Classification of Emotions and Evaluation of Customer Satisfaction from Speech in Real World Acoustic Environments
This work addresses the problem of improving speech-based emotion and satisfaction analysis for call-center applications, though it is incremental as it builds on existing feature sets and methods.
The paper tackled robust emotion classification and customer satisfaction evaluation from speech in uncontrolled acoustic environments, finding that the Interspeech 2010 Paralinguistics Challenge feature set performed best on standard databases, while their articulation features (488 measures) outperformed others on real call-center recordings.

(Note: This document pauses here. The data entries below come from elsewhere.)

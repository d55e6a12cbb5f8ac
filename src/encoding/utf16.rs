/*!
UTF-16 decoding and encoding.
*/
use thiserror::Error;

/**
Decodes UTF-16 units into `char`s.

A high surrogate must be immediately followed by a low surrogate.  A low surrogate is only valid as the second half of such a pair, including when it is the very first unit.
*/
pub struct Utf16DecodeIter<It> {
    at: usize,
    iter: Option<It>,
}

impl<It> Utf16DecodeIter<It> {
    pub fn new(iter: It) -> Self {
        Utf16DecodeIter {
            at: 0,
            iter: Some(iter),
        }
    }
}

impl<It> Iterator for Utf16DecodeIter<It> where It: Iterator<Item=u16> {
    type Item = Result<char, Utf16Error>;

    fn next(&mut self) -> Option<Self::Item> {
        let r = {
            let iter = match self.iter.as_mut() {
                Some(iter) => iter,
                None => return None,
            };

            match iter.next() {
                None => return None,
                Some(cu0 @ 0xdc00..=0xdfff) => Err(Utf16Error::UnpairedLowAt { at: self.at, unit: cu0 }),
                Some(cu0 @ 0xd800..=0xdbff) => {
                    match iter.next() {
                        Some(cu1 @ 0xdc00..=0xdfff) => Ok((combine(cu0, cu1), 2)),
                        _ => Err(Utf16Error::UnpairedHighAt { at: self.at, unit: cu0 }),
                    }
                },
                Some(cu0 @ 0x0000..=0xd7ff)
                | Some(cu0 @ 0xe000..=0xffff) => Ok((scalar(cu0 as u32), 1)),
            }
        };

        match r {
            Ok((c, len)) => {
                self.at += len;
                Some(Ok(c))
            },
            Err(err) => {
                self.iter = None;
                Some(Err(err))
            },
        }
    }

    fn size_hint(&self) -> (usize, Option<usize>) {
        match self.iter.as_ref() {
            Some(iter) => {
                let (lo, hi) = iter.size_hint();
                (lo / 2 + lo % 2, hi)
            },
            None => (0, Some(0)),
        }
    }
}

/**
Combines a high and low surrogate into the supplementary-plane `char` they encode.
*/
fn combine(hi: u16, lo: u16) -> char {
    scalar(0x10000 + ((((hi & 0x3ff) as u32) << 10) | (lo & 0x3ff) as u32))
}

/**
Converts a value the decoder has already range-checked into a `char`.

Callers only pass non-surrogate BMP units and combined surrogate pairs, which cover exactly U+10000..=U+10FFFF.
*/
fn scalar(cp: u32) -> char {
    char::from_u32(cp).unwrap_or(char::REPLACEMENT_CHARACTER)
}

/**
Encodes `char`s as UTF-16 units.
*/
pub struct Utf16EncodeIter<It> where It: Iterator<Item=char> {
    iter: It,
    low: Option<u16>,
}

impl<It> Utf16EncodeIter<It> where It: Iterator<Item=char> {
    pub fn new(iter: It) -> Self {
        Utf16EncodeIter {
            iter: iter,
            low: None,
        }
    }
}

impl<It> Iterator for Utf16EncodeIter<It> where It: Iterator<Item=char> {
    type Item = u16;

    fn next(&mut self) -> Option<Self::Item> {
        if let Some(low) = self.low.take() {
            return Some(low);
        }

        let cp = match self.iter.next() {
            Some(c) => c as u32,
            None => return None,
        };

        if cp < 0x10000 {
            Some(cp as u16)
        } else {
            let cp = cp - 0x10000;
            self.low = Some(0xdc00 | (cp & 0x3ff) as u16);
            Some(0xd800 | (cp >> 10) as u16)
        }
    }

    fn size_hint(&self) -> (usize, Option<usize>) {
        let pending = if self.low.is_some() { 1 } else { 0 };
        let (lo, hi) = self.iter.size_hint();
        (
            lo.saturating_add(pending),
            hi.and_then(|hi| hi.checked_mul(2)).and_then(|hi| hi.checked_add(pending)),
        )
    }
}

/**
Describes why a unit sequence is not valid UTF-16.

Offsets are in units.
*/
#[derive(Copy, Clone, Debug, PartialEq, Eq, Hash, Error)]
pub enum Utf16Error {
    /// A high surrogate was not followed by a low surrogate.
    #[error("unpaired high surrogate {unit:#06x} at offset {at}")]
    UnpairedHighAt { at: usize, unit: u16 },

    /// A low surrogate was not preceded by a high surrogate.
    #[error("unpaired low surrogate {unit:#06x} at offset {at}")]
    UnpairedLowAt { at: usize, unit: u16 },
}

impl Utf16Error {
    /**
    Returns the offset of the unit which failed to decode.
    */
    pub fn offset(&self) -> usize {
        match *self {
            Utf16Error::UnpairedHighAt { at, .. }
            | Utf16Error::UnpairedLowAt { at, .. } => at,
        }
    }
}
extern crate utf8string;

macro_rules! here { () => { &format!(concat!(file!(), ":{:?}"), line!()) } }

use std::thread;
use assert_matches::assert_matches;
use pretty_assertions::assert_eq;
use utf8string::{MalformedInput, Utf8String};
use utf8string::encoding::{Utf8Error, Utf16Error, Utf32Error};

const WORD: &'static str = "gªrçon";
const WORD_UTF8: &'static [u8] = b"g\xc2\xaar\xc3\xa7on\0";
const WORD_UTF16: &'static [u16] = &[0x67, 0xAA, 0x72, 0xE7, 0x6F, 0x6E, 0x00];
const WORD_UTF32: &'static [u32] = &[0x67, 0xAA, 0x72, 0xE7, 0x6F, 0x6E, 0x00];

#[test]
fn test_garcon() {
    let from8 = Utf8String::from_utf8(WORD_UTF8).expect(here!());
    let from16 = Utf8String::from_utf16(WORD_UTF16).expect(here!());
    let from32 = Utf8String::from_utf32(WORD_UTF32).expect(here!());

    assert_eq!(from8, WORD);
    assert_eq!(from16, from8);
    assert_eq!(from32, from8);

    assert_eq!(from8.to_utf16_with_nul(), WORD_UTF16);
    assert_eq!(from8.to_utf32_with_nul(), WORD_UTF32);
    assert_eq!(from32.as_bytes_with_nul(), WORD_UTF8);
    assert_eq!(from16.char_count(), 6);
    assert_eq!(from16.byte_count(), 8);
}

#[test]
fn test_from_ptr() {
    let from8 = unsafe { Utf8String::from_utf8_ptr(WORD_UTF8.as_ptr()) }.expect(here!());
    let from_c = unsafe { Utf8String::from_c_ptr(from8.as_ptr()) }.expect(here!());
    let from16 = unsafe { Utf8String::from_utf16_ptr(WORD_UTF16.as_ptr()) }.expect(here!());
    let from32 = unsafe { Utf8String::from_utf32_ptr(WORD_UTF32.as_ptr()) }.expect(here!());

    assert_eq!(from8, WORD);
    assert_eq!(from_c, WORD);
    assert_eq!(from16, WORD);
    assert_eq!(from32, WORD);

    let null = unsafe { Utf8String::from_utf16_ptr(std::ptr::null()) }.expect(here!());
    assert!(null.is_empty());
}

#[test]
fn test_supplementary_plane() {
    let s = Utf8String::from_utf32(&[0x1F600]).expect(here!());
    assert_eq!(s.to_utf16(), vec![0xD83D, 0xDE00]);
    assert_eq!(s.as_bytes(), &[0xF0, 0x9F, 0x98, 0x80]);
    assert_eq!(s.to_utf32(), vec![0x1F600]);
    assert_eq!(s.char_count(), 1);
    assert_eq!(s.byte_count(), 4);

    let back = Utf8String::from_utf16(&s.to_utf16()).expect(here!());
    assert_eq!(back, s);
}

#[test]
fn test_char_and_byte_count() {
    let s = Utf8String::from_utf8(&[0xC3, 0xA9]).expect(here!());
    assert_eq!(s.char_count(), 1);
    assert_eq!(s.byte_count(), 2);
    assert_eq!(s, "\u{e9}");

    let s = Utf8String::from("a\u{e9}\u{20ac}\u{1f600}");
    assert_eq!(s.char_count(), 4);
    assert_eq!(s.byte_count(), 10);
    assert_eq!(s.to_utf16().len(), 5);
}

#[test]
fn test_reject_overlong_nul() {
    let r = Utf8String::from_utf8(&[0xC0, 0x80]);
    assert_eq!(r, Err(MalformedInput::Utf8(Utf8Error::OverlongAt { at: 0, cp: 0 })));
}

#[test]
fn test_reject_lone_high_surrogate() {
    let r = Utf8String::from_utf16(&[0xD800]);
    assert_eq!(r, Err(MalformedInput::Utf16(Utf16Error::UnpairedHighAt { at: 0, unit: 0xD800 })));

    // The terminator ends the input, so it cannot complete the pair either.
    let r = Utf8String::from_utf16(&[0xD800, 0x0000, 0xDC00]);
    assert_matches!(r, Err(MalformedInput::Utf16(Utf16Error::UnpairedHighAt { .. })));
}

#[test]
fn test_reject_lone_low_surrogate() {
    assert_matches!(
        Utf8String::from_utf16(&[0xDC00, 0x41]),
        Err(MalformedInput::Utf16(Utf16Error::UnpairedLowAt { at: 0, .. }))
    );
    assert_matches!(
        Utf8String::from_utf16(&[0x41, 0xDC00]),
        Err(MalformedInput::Utf16(Utf16Error::UnpairedLowAt { at: 1, .. }))
    );
}

#[test]
fn test_reject_above_max() {
    let r = Utf8String::from_utf32(&[0x110000]);
    assert_eq!(r, Err(MalformedInput::Utf32(Utf32Error::OutOfRangeAt { at: 0, unit: 0x110000 })));
    assert_eq!(r.map_err(|err| err.to_string()), Err("malformed UTF-32: value 0x110000 beyond U+10FFFF at offset 0".to_string()));
}

#[test]
fn test_reject_truncated_by_terminator() {
    let r = Utf8String::from_utf8(b"ab\xc3\0\xa9");
    assert_eq!(r, Err(MalformedInput::Utf8(Utf8Error::IncompleteAt(2))));
}

#[test]
fn test_stops_at_terminator() {
    let s = Utf8String::from_utf8(b"abc\0\xff\xff").expect(here!());
    assert_eq!(s, "abc");

    let s = Utf8String::from_utf32(&[0x41, 0, 0x110000]).expect(here!());
    assert_eq!(s, "A");
}

#[test]
fn test_round_trips() {
    let samples = [
        "",
        "plain ascii",
        "\u{7f}\u{80}\u{7ff}\u{800}\u{d7ff}\u{e000}\u{fffd}\u{ffff}",
        "\u{10000}\u{1f600}\u{10ffff}",
        "Stra\u{df}e \u{3b1}\u{3b2}\u{3b3} \u{65e5}\u{672c}\u{8a9e} \u{1f980}",
    ];

    for sample in samples.iter() {
        let s = Utf8String::from(*sample);
        let s16 = Utf8String::from_utf16(&s.to_utf16()).expect(here!());
        let s32 = Utf8String::from_utf32(&s.to_utf32()).expect(here!());
        let s8 = Utf8String::from_utf8(s.as_bytes()).expect(here!());

        assert_eq!(s16, s);
        assert_eq!(s32, s);
        assert_eq!(s8, s);
        assert_eq!(s.chars().collect::<String>(), *sample);
        assert_eq!(s.to_utf16(), sample.encode_utf16().collect::<Vec<_>>());
    }
}

#[test]
fn test_idempotent() {
    let a = Utf8String::from_utf16(WORD_UTF16).expect(here!());
    let b = Utf8String::from_utf16(WORD_UTF16).expect(here!());
    assert_eq!(a.as_bytes(), a.as_bytes());
    assert_eq!(a.as_bytes(), b.as_bytes());
    assert_eq!(a.to_utf16(), a.to_utf16());
    assert_eq!(a.clone(), a);
}

#[test]
fn test_traits() {
    use std::collections::HashSet;
    use std::convert::TryFrom;

    let s: Utf8String = WORD.parse().expect(here!());
    assert_eq!(format!("{}", s), WORD);
    assert_eq!(format!("{:?}", s), format!("{:?}", WORD));
    assert_eq!(s.as_c_str().to_bytes_with_nul(), WORD_UTF8);

    let mut set = HashSet::new();
    set.insert(s.clone());
    assert!(set.contains(WORD));

    assert_eq!(Utf8String::try_from(WORD_UTF16).expect(here!()), s);
    assert_eq!(Utf8String::try_from(WORD_UTF32).expect(here!()), s);
    assert_eq!(Utf8String::try_from(WORD_UTF8).expect(here!()), s);

    assert!(Utf8String::from("a") < Utf8String::from("b"));
    assert!(Utf8String::from("z") < Utf8String::from("\u{e9}"));
}

#[test]
fn test_share_between_threads() {
    let s = std::sync::Arc::new(Utf8String::from(WORD));
    let handles: Vec<_> = (0..4)
        .map(|_| {
            let s = s.clone();
            thread::spawn(move || s.to_utf16())
        })
        .collect();

    for handle in handles {
        assert_eq!(handle.join().expect(here!()), &WORD_UTF16[..6]);
    }
}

This paper focuses on finding suitable features to robustly recognize emotions and evaluate customer satisfaction from speech in real acoustic scenarios. The classification of emotions is based on standard and well-known corpora and the evaluation of customer satisfaction is based on recordings of real opinions given by customers about the received service during phone calls with call-center agents. The feature sets considered in this study include two speaker models, namely x-vectors and i-vectors, and also the well known feature set introduced in the Interspeech 2010 Paralinguistics Challenge (I2010PC). Additionally, we introduce the use of phonation, articulation and prosody features extracted with the DisVoice framework as alternative feature sets to robustly model emotions and customer satisfaction from speech. The results indicate that the I2010PC feature set is the best approach to classify emotions in the standard databases typically used in the literature. When considering the recordings collected in the call-center, without any control over the acoustic conditions, the best results are obtained with our articulation features. The I2010PC feature set includes 1584 measures while the articulation approach only includes 488 measures. We think that the proposed approach is more suitable for real-world applications where the acoustic conditions are not controlled and also it is potentially more convenient for industrial applications.